Records excerpted from a collection:
════

//! HTTP Report Service and identity client against a mock server

#![allow(clippy::unwrap_used, clippy::expect_used, clippy::panic)] // Test code can use unwrap/expect/panic

use chrono::NaiveDate;
use redflag_reports::{
    controller, Credentials, HttpReportService, IdentityClient, Location, NewReport, Registration,
    ReportChanges, ReportId, ReportService, ReportStatus, ReportType, ReportsAction,
    ReportsEnvironment, Role, ServiceError, Session, UserId,
};
use redflag_testing::test_clock;
use serde_json::json;
use std::sync::Arc;
use std::time::Duration;
use wiremock::matchers::{body_json, header, method, path};
use wiremock::{Mock, MockServer, ResponseTemplate};

fn service(server: &MockServer) -> HttpReportService {
    HttpReportService::new(server.uri()).with_token("tok-123")
}

// ============================================================================
// Report Service
// ============================================================================

#[tokio::test]
async fn test_fetch_all_decodes_envelope_with_bearer_token() {
    let server = MockServer::start().await;
    Mock::given(method("GET"))
        .and(path("/reports"))
        .and(header("authorization", "Bearer tok-123"))
        .respond_with(ResponseTemplate::new(200).set_body_json(json!({
            "reports": [
                {
                    "id": 7,
                    "type": "RED_FLAG",
                    "status": "UNDER_INVESTIGATION",
                    "title": "Bribery at checkpoint",
                    "description": "Officer demanded cash",
                    "location": { "latitude": "6.5244", "longitude": 3.3792 },
                    "incidentDate": "2024-10-01T00:00:00.000Z",
                    "reportDate": "2024-10-02",
                    "images": []
                },
                {
                    "id": "8",
                    "type": "INTERVENTION",
                    "status": "draft",
                    "title": "Collapsed bridge",
                    "description": "Footbridge over the canal",
                    "location": {},
                    "incidentDate": "2024-09-12"
                }
            ]
        })))
        .expect(1)
        .mount(&server)
        .await;

    let reports = service(&server).fetch_all().await.unwrap();

    assert_eq!(reports.len(), 2);
    assert_eq!(reports[0].id, ReportId::new("7"));
    assert_eq!(reports[0].status, ReportStatus::UnderInvestigation);
    assert_eq!(reports[0].location, Some(Location::new(6.5244, 3.3792)));
    assert_eq!(reports[0].incident_date, NaiveDate::from_ymd_opt(2024, 10, 1).unwrap());
    assert_eq!(reports[1].report_type, ReportType::Intervention);
    assert_eq!(reports[1].status, ReportStatus::Draft);
    assert_eq!(reports[1].location, None);
    assert_eq!(reports[1].report_date, None);
}

#[tokio::test]
async fn test_fetch_for_user_uses_owner_path() {
    let server = MockServer::start().await;
    Mock::given(method("GET"))
        .and(path("/report/u-42"))
        .respond_with(ResponseTemplate::new(200).set_body_json(json!({ "reports": [] })))
        .expect(1)
        .mount(&server)
        .await;

    let reports = service(&server).fetch_for_user(&UserId::new("u-42")).await.unwrap();
    assert!(reports.is_empty());
}

#[tokio::test]
async fn test_create_expects_201_and_returns_assigned_id() {
    let server = MockServer::start().await;
    Mock::given(method("POST"))
        .and(path("/report"))
        .and(body_json(json!({
            "type": "RED_FLAG",
            "title": "Pothole",
            "description": "Main street",
            "incidentDate": "2024-12-01",
            "reportDate": "2025-01-01",
            "location": {},
            "userId": "alice"
        })))
        .respond_with(ResponseTemplate::new(201).set_body_json(json!({ "newReport": { "id": 31 } })))
        .expect(1)
        .mount(&server)
        .await;

    let request = NewReport {
        report_type: ReportType::RedFlag,
        title: "Pothole".to_string(),
        description: "Main street".to_string(),
        incident_date: NaiveDate::from_ymd_opt(2024, 12, 1).unwrap(),
        report_date: NaiveDate::from_ymd_opt(2025, 1, 1).unwrap(),
        location: None,
        user_id: UserId::new("alice"),
    };
    let created = service(&server).create(&request).await.unwrap();
    assert_eq!(created.id, ReportId::new("31"));
}

#[tokio::test]
async fn test_create_answered_with_200_is_a_rejection() {
    let server = MockServer::start().await;
    Mock::given(method("POST"))
        .and(path("/report"))
        .respond_with(ResponseTemplate::new(200).set_body_json(json!({ "message": "Duplicate report" })))
        .mount(&server)
        .await;

    let request = NewReport {
        report_type: ReportType::Intervention,
        title: "Flood".to_string(),
        description: "Ward 3".to_string(),
        incident_date: NaiveDate::from_ymd_opt(2024, 12, 1).unwrap(),
        report_date: NaiveDate::from_ymd_opt(2025, 1, 1).unwrap(),
        location: Some(Location::new(1.0, 2.0)),
        user_id: UserId::new("alice"),
    };
    let error = service(&server).create(&request).await.unwrap_err();
    assert_eq!(
        error,
        ServiceError::Rejected {
            status: 200,
            message: "Duplicate report".to_string(),
        }
    );
}

#[tokio::test]
async fn test_update_sends_only_changed_fields() {
    let server = MockServer::start().await;
    Mock::given(method("PATCH"))
        .and(path("/report/5"))
        .and(body_json(json!({ "title": "Crater", "incidentDate": "2024-11-30" })))
        .respond_with(ResponseTemplate::new(200))
        .expect(1)
        .mount(&server)
        .await;

    let changes = ReportChanges::default()
        .with_title("Crater")
        .with_incident_date(NaiveDate::from_ymd_opt(2024, 11, 30).unwrap());
    service(&server).update(&ReportId::new("5"), &changes).await.unwrap();
}

#[tokio::test]
async fn test_set_status_puts_wire_status() {
    let server = MockServer::start().await;
    Mock::given(method("PUT"))
        .and(path("/report/5"))
        .and(body_json(json!({ "status": "RESOLVED" })))
        .respond_with(ResponseTemplate::new(200))
        .expect(1)
        .mount(&server)
        .await;

    service(&server)
        .set_status(&ReportId::new("5"), ReportStatus::Resolved)
        .await
        .unwrap();
}

#[tokio::test]
async fn test_report_id_cannot_change_the_route() {
    let server = MockServer::start().await;
    Mock::given(method("DELETE"))
        .and(path("/report/5%2F..%2Freports%3Fall=1"))
        .respond_with(ResponseTemplate::new(200))
        .expect(1)
        .mount(&server)
        .await;

    service(&server)
        .delete(&ReportId::new("5/../reports?all=1"))
        .await
        .unwrap();
}

#[tokio::test]
async fn test_delete_rejection_carries_error_field() {
    let server = MockServer::start().await;
    Mock::given(method("DELETE"))
        .and(path("/report/5"))
        .respond_with(ResponseTemplate::new(403).set_body_json(json!({ "error": "Report is resolved" })))
        .mount(&server)
        .await;

    let error = service(&server).delete(&ReportId::new("5")).await.unwrap_err();
    assert_eq!(error.server_message(), Some("Report is resolved"));
}

#[tokio::test]
async fn test_empty_error_body_falls_back_to_reason_phrase() {
    let server = MockServer::start().await;
    Mock::given(method("DELETE"))
        .and(path("/report/5"))
        .respond_with(ResponseTemplate::new(500))
        .mount(&server)
        .await;

    let error = service(&server).delete(&ReportId::new("5")).await.unwrap_err();
    assert_eq!(error.to_string(), "Internal Server Error");
}

#[tokio::test]
async fn test_unauthorized_keeps_server_message() {
    let server = MockServer::start().await;
    Mock::given(method("GET"))
        .and(path("/reports"))
        .respond_with(ResponseTemplate::new(401).set_body_json(json!({ "message": "jwt expired" })))
        .mount(&server)
        .await;

    let error = service(&server).fetch_all().await.unwrap_err();
    assert_eq!(
        error,
        ServiceError::Unauthorized {
            message: "jwt expired".to_string(),
        }
    );
    assert_eq!(error.server_message(), Some("jwt expired"));
}

#[tokio::test]
async fn test_unauthorized_without_body_says_so() {
    let server = MockServer::start().await;
    Mock::given(method("DELETE"))
        .and(path("/report/5"))
        .respond_with(ResponseTemplate::new(401))
        .mount(&server)
        .await;

    let error = service(&server).delete(&ReportId::new("5")).await.unwrap_err();
    assert_eq!(error.to_string(), "Unauthorized");
}

#[tokio::test]
async fn test_malformed_body_is_a_decode_error() {
    let server = MockServer::start().await;
    Mock::given(method("GET"))
        .and(path("/reports"))
        .respond_with(ResponseTemplate::new(200).set_body_string("<html>oops</html>"))
        .mount(&server)
        .await;

    let error = service(&server).fetch_all().await.unwrap_err();
    assert!(matches!(error, ServiceError::Decode(_)));
}

#[tokio::test]
async fn test_expired_session_message_reaches_the_view() {
    let server = MockServer::start().await;
    Mock::given(method("GET"))
        .and(path("/report/alice"))
        .respond_with(ResponseTemplate::new(200).set_body_json(json!({
            "reports": [{
                "id": 1,
                "type": "RED_FLAG",
                "status": "PENDING",
                "title": "Pothole",
                "description": "Main street",
                "incidentDate": "2024-12-01"
            }]
        })))
        .mount(&server)
        .await;
    Mock::given(method("PATCH"))
        .and(path("/report/1"))
        .respond_with(
            ResponseTemplate::new(401)
                .set_body_json(json!({ "message": "Session expired, please log in again" })),
        )
        .expect(1)
        .mount(&server)
        .await;

    let session = Session::new("tok-123", UserId::new("alice"), Role::Submitter);
    let env = ReportsEnvironment::new(Arc::new(service(&server)), Arc::new(test_clock()), session);
    let view = controller::mount_and_fetch(env, Duration::from_secs(5)).await.unwrap();

    let mut handle = view
        .send(ReportsAction::UpdateReport {
            id: ReportId::new("1"),
            changes: ReportChanges::default().with_title("Crater"),
        })
        .await
        .unwrap();
    handle.wait_with_timeout(Duration::from_secs(5)).await.unwrap();

    let message = view
        .state(|s| s.latest_notification().map(|n| n.message.clone()))
        .await;
    assert_eq!(message.as_deref(), Some("Session expired, please log in again"));
    let title = view
        .state(|s| s.reports.get(&ReportId::new("1")).map(|r| r.title.clone()))
        .await;
    assert_eq!(title.as_deref(), Some("Pothole"));
}

// ============================================================================
// Identity
// ============================================================================

#[tokio::test]
async fn test_login_issues_administrator_session() {
    let server = MockServer::start().await;
    Mock::given(method("POST"))
        .and(path("/auth/login"))
        .and(body_json(json!({ "email": "ada@example.com", "password": "hunter2" })))
        .respond_with(ResponseTemplate::new(200).set_body_json(json!({
            "token": "jwt-abc",
            "user": { "userId": 3, "isAdmin": true }
        })))
        .expect(1)
        .mount(&server)
        .await;

    let session = IdentityClient::new(server.uri())
        .login(&Credentials {
            email: "ada@example.com".to_string(),
            password: "hunter2".to_string(),
        })
        .await
        .unwrap();

    assert_eq!(session.token, "jwt-abc");
    assert_eq!(session.user_id, UserId::new("3"));
    assert_eq!(session.role, Role::Administrator);
}

#[tokio::test]
async fn test_login_without_admin_flag_is_submitter() {
    let server = MockServer::start().await;
    Mock::given(method("POST"))
        .and(path("/auth/login"))
        .respond_with(ResponseTemplate::new(200).set_body_json(json!({
            "token": "jwt-def",
            "user": { "userId": "u-9" }
        })))
        .mount(&server)
        .await;

    let session = IdentityClient::new(server.uri())
        .login(&Credentials {
            email: "bo@example.com".to_string(),
            password: "pw".to_string(),
        })
        .await
        .unwrap();
    assert_eq!(session.role, Role::Submitter);
}

#[tokio::test]
async fn test_refused_login_surfaces_server_message() {
    let server = MockServer::start().await;
    Mock::given(method("POST"))
        .and(path("/auth/login"))
        .respond_with(ResponseTemplate::new(401).set_body_json(json!({ "message": "Invalid credentials" })))
        .mount(&server)
        .await;

    let error = IdentityClient::new(server.uri())
        .login(&Credentials {
            email: "ada@example.com".to_string(),
            password: "wrong".to_string(),
        })
        .await
        .unwrap_err();
    assert_eq!(error.to_string(), "Invalid credentials");
}

#[tokio::test]
async fn test_registration_failure_falls_back_to_generic_message() {
    let server = MockServer::start().await;
    Mock::given(method("POST"))
        .and(path("/auth/register"))
        .and(body_json(json!({
            "name": "Ada",
            "email": "ada@example.com",
            "password": "hunter2"
        })))
        .respond_with(ResponseTemplate::new(409))
        .mount(&server)
        .await;

    let error = IdentityClient::new(server.uri())
        .register(&Registration {
            name: "Ada".to_string(),
            email: "ada@example.com".to_string(),
            password: "hunter2".to_string(),
        })
        .await
        .unwrap_err();
    assert_eq!(
        error,
        ServiceError::Rejected {
            status: 409,
            message: "Registration failed".to_string(),
        }
    );
}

════

What you need to do :: Lines holding the word "ReportStatus" should be copied from the entries above.

Solved problem ::
    ReportChanges, ReportId, ReportService, ReportStatus, ReportType, ReportsAction,
    assert_eq!(reports[0].status, ReportStatus::UnderInvestigation);
    assert_eq!(reports[1].status, ReportStatus::Draft);
        .set_status(&ReportId::new("5"), ReportStatus::Resolved)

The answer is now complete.